PROBLEM TO WORK ON:
The whole of the data, every line, should come back exactly the same.

Stored items
Segment Open
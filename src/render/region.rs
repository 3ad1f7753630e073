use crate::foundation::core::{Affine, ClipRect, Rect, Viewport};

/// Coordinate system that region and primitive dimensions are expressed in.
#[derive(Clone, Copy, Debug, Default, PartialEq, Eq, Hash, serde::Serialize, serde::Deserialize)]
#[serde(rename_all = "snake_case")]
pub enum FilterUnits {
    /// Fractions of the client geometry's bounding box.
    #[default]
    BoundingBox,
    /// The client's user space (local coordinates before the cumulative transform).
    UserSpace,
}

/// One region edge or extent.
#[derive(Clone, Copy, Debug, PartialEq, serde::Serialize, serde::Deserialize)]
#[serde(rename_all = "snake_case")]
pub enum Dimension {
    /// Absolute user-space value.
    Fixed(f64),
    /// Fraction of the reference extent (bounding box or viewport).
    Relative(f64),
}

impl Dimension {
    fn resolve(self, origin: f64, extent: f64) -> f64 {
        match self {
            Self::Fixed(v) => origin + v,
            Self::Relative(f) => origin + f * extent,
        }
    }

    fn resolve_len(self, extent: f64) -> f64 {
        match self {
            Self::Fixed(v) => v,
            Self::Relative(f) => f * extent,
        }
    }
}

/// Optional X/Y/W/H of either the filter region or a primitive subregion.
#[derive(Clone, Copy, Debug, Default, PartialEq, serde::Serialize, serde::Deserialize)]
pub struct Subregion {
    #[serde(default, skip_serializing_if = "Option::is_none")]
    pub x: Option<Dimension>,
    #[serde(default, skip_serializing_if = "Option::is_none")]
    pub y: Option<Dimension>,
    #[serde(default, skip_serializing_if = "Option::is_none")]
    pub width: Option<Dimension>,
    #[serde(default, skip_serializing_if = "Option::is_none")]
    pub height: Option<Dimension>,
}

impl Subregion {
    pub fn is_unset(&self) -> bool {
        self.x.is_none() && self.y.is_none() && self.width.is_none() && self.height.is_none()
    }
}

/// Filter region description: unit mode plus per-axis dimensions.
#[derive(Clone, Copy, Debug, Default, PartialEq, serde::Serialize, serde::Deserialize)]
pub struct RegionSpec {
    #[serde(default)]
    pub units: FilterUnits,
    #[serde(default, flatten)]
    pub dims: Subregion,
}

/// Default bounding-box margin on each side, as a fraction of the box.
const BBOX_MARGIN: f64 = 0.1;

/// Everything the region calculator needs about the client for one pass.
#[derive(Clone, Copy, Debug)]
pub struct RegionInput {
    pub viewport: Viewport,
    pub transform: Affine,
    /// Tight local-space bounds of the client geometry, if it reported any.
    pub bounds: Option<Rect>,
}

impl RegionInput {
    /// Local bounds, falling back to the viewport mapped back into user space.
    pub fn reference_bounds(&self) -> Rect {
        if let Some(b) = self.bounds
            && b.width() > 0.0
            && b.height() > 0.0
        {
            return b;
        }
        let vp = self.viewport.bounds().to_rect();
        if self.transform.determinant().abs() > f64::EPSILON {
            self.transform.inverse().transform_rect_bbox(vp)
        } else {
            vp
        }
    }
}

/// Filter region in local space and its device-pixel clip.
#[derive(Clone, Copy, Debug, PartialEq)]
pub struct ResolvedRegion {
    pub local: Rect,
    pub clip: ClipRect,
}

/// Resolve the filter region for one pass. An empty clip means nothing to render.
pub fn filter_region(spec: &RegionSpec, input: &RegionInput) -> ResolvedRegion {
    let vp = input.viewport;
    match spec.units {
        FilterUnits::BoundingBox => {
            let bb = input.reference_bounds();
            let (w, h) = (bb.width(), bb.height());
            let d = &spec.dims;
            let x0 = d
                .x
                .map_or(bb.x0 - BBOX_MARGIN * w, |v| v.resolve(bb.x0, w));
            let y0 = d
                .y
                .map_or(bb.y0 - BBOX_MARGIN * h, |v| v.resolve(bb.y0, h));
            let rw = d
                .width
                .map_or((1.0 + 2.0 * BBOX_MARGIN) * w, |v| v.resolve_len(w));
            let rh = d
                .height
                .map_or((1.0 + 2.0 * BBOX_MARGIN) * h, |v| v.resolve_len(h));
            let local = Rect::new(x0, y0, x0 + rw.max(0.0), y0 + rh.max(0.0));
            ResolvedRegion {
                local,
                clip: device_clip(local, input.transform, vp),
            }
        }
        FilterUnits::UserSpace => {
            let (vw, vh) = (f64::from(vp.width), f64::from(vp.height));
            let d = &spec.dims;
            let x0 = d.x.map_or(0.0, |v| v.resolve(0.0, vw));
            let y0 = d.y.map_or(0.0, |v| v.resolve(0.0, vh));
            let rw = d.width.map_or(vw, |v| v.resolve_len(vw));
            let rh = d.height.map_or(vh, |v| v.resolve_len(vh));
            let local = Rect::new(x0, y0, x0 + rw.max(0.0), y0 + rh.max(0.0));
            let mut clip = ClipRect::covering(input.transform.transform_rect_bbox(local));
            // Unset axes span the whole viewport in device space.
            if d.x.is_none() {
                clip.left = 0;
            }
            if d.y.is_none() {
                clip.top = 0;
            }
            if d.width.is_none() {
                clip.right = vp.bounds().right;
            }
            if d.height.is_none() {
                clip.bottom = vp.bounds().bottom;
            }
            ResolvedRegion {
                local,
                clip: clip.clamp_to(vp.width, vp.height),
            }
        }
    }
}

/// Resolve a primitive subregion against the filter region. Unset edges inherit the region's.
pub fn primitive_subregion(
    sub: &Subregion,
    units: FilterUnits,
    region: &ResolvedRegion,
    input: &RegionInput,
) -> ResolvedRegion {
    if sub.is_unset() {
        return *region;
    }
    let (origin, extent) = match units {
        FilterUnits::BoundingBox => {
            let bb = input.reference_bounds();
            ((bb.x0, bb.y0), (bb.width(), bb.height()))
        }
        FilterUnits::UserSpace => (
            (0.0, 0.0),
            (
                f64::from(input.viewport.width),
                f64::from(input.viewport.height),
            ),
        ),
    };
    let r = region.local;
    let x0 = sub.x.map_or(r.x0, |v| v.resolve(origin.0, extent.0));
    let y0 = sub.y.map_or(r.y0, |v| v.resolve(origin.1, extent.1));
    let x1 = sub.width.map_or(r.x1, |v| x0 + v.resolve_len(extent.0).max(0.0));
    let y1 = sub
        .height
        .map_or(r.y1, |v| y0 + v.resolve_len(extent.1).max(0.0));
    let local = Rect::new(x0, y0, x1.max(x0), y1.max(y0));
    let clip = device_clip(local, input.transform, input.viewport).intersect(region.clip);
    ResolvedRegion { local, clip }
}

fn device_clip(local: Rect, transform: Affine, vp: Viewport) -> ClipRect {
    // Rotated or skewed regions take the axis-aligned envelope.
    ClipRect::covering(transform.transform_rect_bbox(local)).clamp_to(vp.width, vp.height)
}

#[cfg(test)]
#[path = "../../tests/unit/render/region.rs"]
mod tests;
Segment Closed
YOUR RESPONSE:
filename src/render/region.rs
repository 3ad1f7753630e073
use crate::foundation::core::{Affine, ClipRect, Rect, Viewport};

/// Coordinate system that region and primitive dimensions are expressed in.
#[derive(Clone, Copy, Debug, Default, PartialEq, Eq, Hash, serde::Serialize, serde::Deserialize)]
#[serde(rename_all = "snake_case")]
pub enum FilterUnits {
    /// Fractions of the client geometry's bounding box.
    #[default]
    BoundingBox,
    /// The client's user space (local coordinates before the cumulative transform).
    UserSpace,
}

/// One region edge or extent.
#[derive(Clone, Copy, Debug, PartialEq, serde::Serialize, serde::Deserialize)]
#[serde(rename_all = "snake_case")]
pub enum Dimension {
    /// Absolute user-space value.
    Fixed(f64),
    /// Fraction of the reference extent (bounding box or viewport).
    Relative(f64),
}

impl Dimension {
    fn resolve(self, origin: f64, extent: f64) -> f64 {
        match self {
            Self::Fixed(v) => origin + v,
            Self::Relative(f) => origin + f * extent,
        }
    }

    fn resolve_len(self, extent: f64) -> f64 {
        match self {
            Self::Fixed(v) => v,
            Self::Relative(f) => f * extent,
        }
    }
}

/// Optional X/Y/W/H of either the filter region or a primitive subregion.
#[derive(Clone, Copy, Debug, Default, PartialEq, serde::Serialize, serde::Deserialize)]
pub struct Subregion {
    #[serde(default, skip_serializing_if = "Option::is_none")]
    pub x: Option<Dimension>,
    #[serde(default, skip_serializing_if = "Option::is_none")]
    pub y: Option<Dimension>,
    #[serde(default, skip_serializing_if = "Option::is_none")]
    pub width: Option<Dimension>,
    #[serde(default, skip_serializing_if = "Option::is_none")]
    pub height: Option<Dimension>,
}

impl Subregion {
    pub fn is_unset(&self) -> bool {
        self.x.is_none() && self.y.is_none() && self.width.is_none() && self.height.is_none()
    }
}

/// Filter region description: unit mode plus per-axis dimensions.
#[derive(Clone, Copy, Debug, Default, PartialEq, serde::Serialize, serde::Deserialize)]
pub struct RegionSpec {
    #[serde(default)]
    pub units: FilterUnits,
    #[serde(default, flatten)]
    pub dims: Subregion,
}

/// Default bounding-box margin on each side, as a fraction of the box.
const BBOX_MARGIN: f64 = 0.1;

/// Everything the region calculator needs about the client for one pass.
#[derive(Clone, Copy, Debug)]
pub struct RegionInput {
    pub viewport: Viewport,
    pub transform: Affine,
    /// Tight local-space bounds of the client geometry, if it reported any.
    pub bounds: Option<Rect>,
}

impl RegionInput {
    /// Local bounds, falling back to the viewport mapped back into user space.
    pub fn reference_bounds(&self) -> Rect {
        if let Some(b) = self.bounds
            && b.width() > 0.0
            && b.height() > 0.0
        {
            return b;
        }
        let vp = self.viewport.bounds().to_rect();
        if self.transform.determinant().abs() > f64::EPSILON {
            self.transform.inverse().transform_rect_bbox(vp)
        } else {
            vp
        }
    }
}

/// Filter region in local space and its device-pixel clip.
#[derive(Clone, Copy, Debug, PartialEq)]
pub struct ResolvedRegion {
    pub local: Rect,
    pub clip: ClipRect,
}

/// Resolve the filter region for one pass. An empty clip means nothing to render.
pub fn filter_region(spec: &RegionSpec, input: &RegionInput) -> ResolvedRegion {
    let vp = input.viewport;
    match spec.units {
        FilterUnits::BoundingBox => {
            let bb = input.reference_bounds();
            let (w, h) = (bb.width(), bb.height());
            let d = &spec.dims;
            let x0 = d
                .x
                .map_or(bb.x0 - BBOX_MARGIN * w, |v| v.resolve(bb.x0, w));
            let y0 = d
                .y
                .map_or(bb.y0 - BBOX_MARGIN * h, |v| v.resolve(bb.y0, h));
            let rw = d
                .width
                .map_or((1.0 + 2.0 * BBOX_MARGIN) * w, |v| v.resolve_len(w));
            let rh = d
                .height
                .map_or((1.0 + 2.0 * BBOX_MARGIN) * h, |v| v.resolve_len(h));
            let local = Rect::new(x0, y0, x0 + rw.max(0.0), y0 + rh.max(0.0));
            ResolvedRegion {
                local,
                clip: device_clip(local, input.transform, vp),
            }
        }
        FilterUnits::UserSpace => {
            let (vw, vh) = (f64::from(vp.width), f64::from(vp.height));
            let d = &spec.dims;
            let x0 = d.x.map_or(0.0, |v| v.resolve(0.0, vw));
            let y0 = d.y.map_or(0.0, |v| v.resolve(0.0, vh));
            let rw = d.width.map_or(vw, |v| v.resolve_len(vw));
            let rh = d.height.map_or(vh, |v| v.resolve_len(vh));
            let local = Rect::new(x0, y0, x0 + rw.max(0.0), y0 + rh.max(0.0));
            let mut clip = ClipRect::covering(input.transform.transform_rect_bbox(local));
            // Unset axes span the whole viewport in device space.
            if d.x.is_none() {
                clip.left = 0;
            }
            if d.y.is_none() {
                clip.top = 0;
            }
            if d.width.is_none() {
                clip.right = vp.bounds().right;
            }
            if d.height.is_none() {
                clip.bottom = vp.bounds().bottom;
            }
            ResolvedRegion {
                local,
                clip: clip.clamp_to(vp.width, vp.height),
            }
        }
    }
}

/// Resolve a primitive subregion against the filter region. Unset edges inherit the region's.
pub fn primitive_subregion(
    sub: &Subregion,
    units: FilterUnits,
    region: &ResolvedRegion,
    input: &RegionInput,
) -> ResolvedRegion {
    if sub.is_unset() {
        return *region;
    }
    let (origin, extent) = match units {
        FilterUnits::BoundingBox => {
            let bb = input.reference_bounds();
            ((bb.x0, bb.y0), (bb.width(), bb.height()))
        }
        FilterUnits::UserSpace => (
            (0.0, 0.0),
            (
                f64::from(input.viewport.width),
                f64::from(input.viewport.height),
            ),
        ),
    };
    let r = region.local;
    let x0 = sub.x.map_or(r.x0, |v| v.resolve(origin.0, extent.0));
    let y0 = sub.y.map_or(r.y0, |v| v.resolve(origin.1, extent.1));
    let x1 = sub.width.map_or(r.x1, |v| x0 + v.resolve_len(extent.0).max(0.0));
    let y1 = sub
        .height
        .map_or(r.y1, |v| y0 + v.resolve_len(extent.1).max(0.0));
    let local = Rect::new(x0, y0, x1.max(x0), y1.max(y0));
    let clip = device_clip(local, input.transform, input.viewport).intersect(region.clip);
    ResolvedRegion { local, clip }
}

fn device_clip(local: Rect, transform: Affine, vp: Viewport) -> ClipRect {
    // Rotated or skewed regions take the axis-aligned envelope.
    ClipRect::covering(transform.transform_rect_bbox(local)).clamp_to(vp.width, vp.height)
}

#[cfg(test)]
#[path = "../../tests/unit/render/region.rs"]
mod tests;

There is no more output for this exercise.